Future negotiations do not mean acceptance of the enemy’s position.
— Mojtaba Khamenei, written statement, June 18, 2026
The asymmetry that Phase 2 inherits is between what the US negotiating team can offer — sanctions relief, asset releases, diplomatic recognition — and what it cannot: political cover for Khamenei against his own domestic base. Pezeshkian accepted personal responsibility for the agreement’s outcomes. The supreme leader retained the authority to declare those outcomes insufficient, using language he published the day before anyone signed anything.
Frequently Asked Questions
What role does Oman play in Iran’s Hormuz fee-collection framework?
Iran established a bilateral co-administration arrangement with Oman for the Persian Gulf Security Authority, giving the fee-collection mechanism regional legitimacy beyond a unilateral Iranian operation.
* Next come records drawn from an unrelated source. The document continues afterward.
// SPDX-FileCopyrightText: 2026 Trustline Contributors
// SPDX-License-Identifier: MIT OR Apache-2.0

//! Trustline - bilingual customer-support assistant.
//!
//! Binary entry point: customer chat shell plus the admin-facing order
//! and complaint commands.

mod complaints;
mod orders;
mod shell;

use clap::{Parser, Subcommand};
use colored::Colorize;

/// Trustline - bilingual customer-support assistant.
#[derive(Parser, Debug)]
#[command(name = "trustline", version, about, long_about = None)]
struct Cli {
    #[command(subcommand)]
    command: Option<Commands>,
}

/// Available subcommands.
#[derive(Subcommand, Debug)]
enum Commands {
    /// Launch the interactive customer chat shell.
    Shell,
    /// Inspect and manage orders.
    Orders {
        #[command(subcommand)]
        command: orders::OrdersCommand,
    },
    /// Inspect and manage complaints.
    Complaints {
        #[command(subcommand)]
        command: complaints::ComplaintsCommand,
    },
    /// Print the effective configuration.
    Config,
}

#[tokio::main]
async fn main() {
    let cli = Cli::parse();

    let config = match trustline_config::load_and_validate() {
        Ok(config) => config,
        Err(errors) => {
            trustline_config::render_errors(&errors);
            std::process::exit(1);
        }
    };

    init_tracing(&config.agent.log_level);

    let result = match cli.command {
        Some(Commands::Shell) => shell::run_shell(&config).await,
        Some(Commands::Orders { command }) => orders::run(&config, command).await,
        Some(Commands::Complaints { command }) => complaints::run(&config, command).await,
        Some(Commands::Config) => match render_config(&config) {
            Ok(rendered) => {
                println!("{rendered}");
                Ok(())
            }
            Err(e) => Err(e),
        },
        None => {
            println!("trustline: use --help for available commands");
            Ok(())
        }
    };

    if let Err(e) = result {
        eprintln!("{}: {e}", "error".red());
        std::process::exit(1);
    }
}

fn render_config(
    config: &trustline_config::TrustlineConfig,
) -> Result<String, trustline_core::TrustlineError> {
    toml::to_string_pretty(config)
        .map_err(|e| trustline_core::TrustlineError::Internal(format!("render config: {e}")))
}

/// Initializes the tracing subscriber with the given log level.
fn init_tracing(log_level: &str) {
    use tracing_subscriber::EnvFilter;

    let filter = EnvFilter::try_from_default_env()
        .unwrap_or_else(|_| EnvFilter::new(format!("trustline={log_level},warn")));

    tracing_subscriber::fmt()
        .with_env_filter(filter)
        .with_target(true)
        .with_thread_names(false)
        .init();
}

#[cfg(test)]
mod tests {
    #[test]
    fn binary_loads_config_defaults() {
        let config =
            trustline_config::load_and_validate().expect("default config should be valid");
        assert_eq!(config.agent.name, "trustline");
    }
}
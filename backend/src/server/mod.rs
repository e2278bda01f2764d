//! HTTP server assembly: configuration, app factory, and listener binding.

use std::net::{SocketAddr, TcpListener};
use std::sync::Arc;

use actix_web::{App, HttpServer, dev::Server, web};
use thiserror::Error;
use tracing::info;

use crate::inbound::http::health::{self, HealthState};
use crate::inbound::http::users;
use crate::inbound::http::HttpState;
use crate::middleware::Trace;
use crate::outbound::MemoryUserStore;

/// Default bind address when `ROSTER_BIND_ADDR` is unset.
pub const DEFAULT_BIND_ADDR: &str = "0.0.0.0:8080";

/// Environment variable naming the socket address to bind.
pub const BIND_ADDR_VAR: &str = "ROSTER_BIND_ADDR";

/// Configuration failures raised at bootstrap.
#[derive(Debug, Error)]
pub enum ConfigError {
    /// The configured bind address could not be parsed.
    #[error("invalid bind address {value:?}: {source}")]
    InvalidBindAddr {
        /// The rejected value.
        value: String,
        /// The underlying parse failure.
        source: std::net::AddrParseError,
    },
}

/// Builder-style configuration for creating the HTTP server.
#[derive(Debug, Clone)]
pub struct ServerConfig {
    bind_addr: SocketAddr,
}

impl ServerConfig {
    /// Construct a configuration with an explicit bind address.
    #[must_use]
    pub const fn new(bind_addr: SocketAddr) -> Self {
        Self { bind_addr }
    }

    /// Read configuration from the environment, falling back to defaults.
    pub fn from_env() -> Result<Self, ConfigError> {
        let raw = std::env::var(BIND_ADDR_VAR).unwrap_or_else(|_| DEFAULT_BIND_ADDR.to_owned());
        let bind_addr = raw
            .parse()
            .map_err(|source| ConfigError::InvalidBindAddr { value: raw, source })?;
        Ok(Self { bind_addr })
    }

    /// The socket address the server will bind to.
    #[must_use]
    pub const fn bind_addr(&self) -> SocketAddr {
        self.bind_addr
    }
}

/// A bound, runnable server plus the address it actually listens on.
///
/// Binding and running are split so tests can bind port 0 and discover the
/// assigned port before driving the server.
pub struct BoundServer {
    /// The actix server future; run it to serve requests.
    pub server: Server,
    /// The bound listen address, with any ephemeral port resolved.
    pub addr: SocketAddr,
}

/// Register the API routes and middleware on an actix `App`.
///
/// Shared between the production binary and integration tests so both exercise
/// the same route table.
pub fn configure_api(cfg: &mut web::ServiceConfig, state: HttpState) {
    let api = web::scope("/api")
        .service(users::list_users)
        .service(users::get_user)
        .service(users::create_user)
        .service(users::update_user)
        .service(users::delete_user);
    cfg.app_data(web::Data::new(state)).service(api);
}

/// Bind the listener and assemble the server around the given store.
///
/// # Errors
///
/// Returns an error when the listener cannot be bound.
pub fn bind(config: &ServerConfig, store: Arc<MemoryUserStore>) -> std::io::Result<BoundServer> {
    let listener = TcpListener::bind(config.bind_addr())?;
    let addr = listener.local_addr()?;

    let health_state = web::Data::new(HealthState::new());
    let server_health_state = health_state.clone();
    let server = HttpServer::new(move || {
        let state = HttpState::new(store.clone());
        App::new()
            .wrap(Trace)
            .app_data(server_health_state.clone())
            .configure(|cfg| configure_api(cfg, state))
            .service(health::ready)
            .service(health::live)
    })
    .listen(listener)?
    .run();

    health_state.mark_ready();
    info!(%addr, "listening");
    Ok(BoundServer { server, addr })
}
Oman was the only GCC state that did not sign the GCC-IMO letter of May 21 challenging PGSA fees, and Muscat has served as the primary back-channel venue for US-Iran communications since April 2026. The Omani role splits the GCC’s collective position from within, complicating any Saudi-led challenge to the PGSA framework at the IMO or in bilateral discussions with Washington.
What do prediction markets price a permanent US-Iran deal at?
Polymarket priced the probability of a permanent US-Iran agreement by June 30, 2026, at 21.5 percent as of mid-June — reflecting market skepticism about Phase 2’s compressed timeline and the unresolved precondition disputes. The IAEA Board of Governors vote on June 10 split 21-10-3, with 10 states voting against or abstaining on a resolution urging Iranian cooperation, indicating that multilateral consensus on verification demands — the same verification FM Faisal called “key” in Vienna — remains fractured at the institutional level.
Has Iran’s parliament taken independent action that constrains Phase 2?
Iran’s parliament codified PGSA fees into domestic law on March 30–31, 2026 — before the MOU draft existed. This created a legislative framework for Hormuz fee collection that operates independently of any international agreement. Even if Phase 2 negotiations produce a framework addressing tolls or transit fees, the parliamentary statute would require separate legislative repeal — a process controlled by a parliament where the Paydari Front and aligned hardliners hold blocking positions. The legislative timeline mirrors Khamenei’s approach: establishing constraints before the negotiating framework arrives.
What does Khamenei’s “Resistance Front” reference mean for Phase 2 scope?
Khamenei’s written statement conditioned his approval on commitments that protect “the rights of the Iranian nation and the Resistance Front” — a phrase that extends the scope of Phase 2 beyond the nuclear file into Iran’s regional proxy network. Araghchi told IRIB on June 13 that the MOU must cover “all fronts, including Lebanon.” Hezbollah’s Secretary-General Naim Qassem rejected any Lebanon ceasefire on June 4, calling the terms “absurd” and “humiliating.” Lebanese President Joseph Aoun told CNN on June 5 that Iran was using Lebanon as a “bargaining chip.” The Resistance Front clause means that Phase 2 nuclear concessions may be linked to outcomes in Lebanon, Yemen, and Iraq that no party to the Burgenstock talks controls.
What verification baseline does the IAEA have to start Phase 2 from?
The IAEA’s most recent verified figure for Iran’s enriched uranium stockpile — 440.9 kg at 60% U-235 — dates to before November 2025. More than 107 days of monitoring access have lapsed since then. Iran’s centrifuge R&D activities, cascade configurations at Natanz and Fordow, and any changes to the stockpile volume are unverified as Phase 2 begins. The Board of Governors’ June 10 resolution calling for Iranian cooperation passed 21-10-3 with ten states opposed or abstaining, meaning the multilateral consensus underlying any verification regime is itself contested before a single Phase 2 session has been held.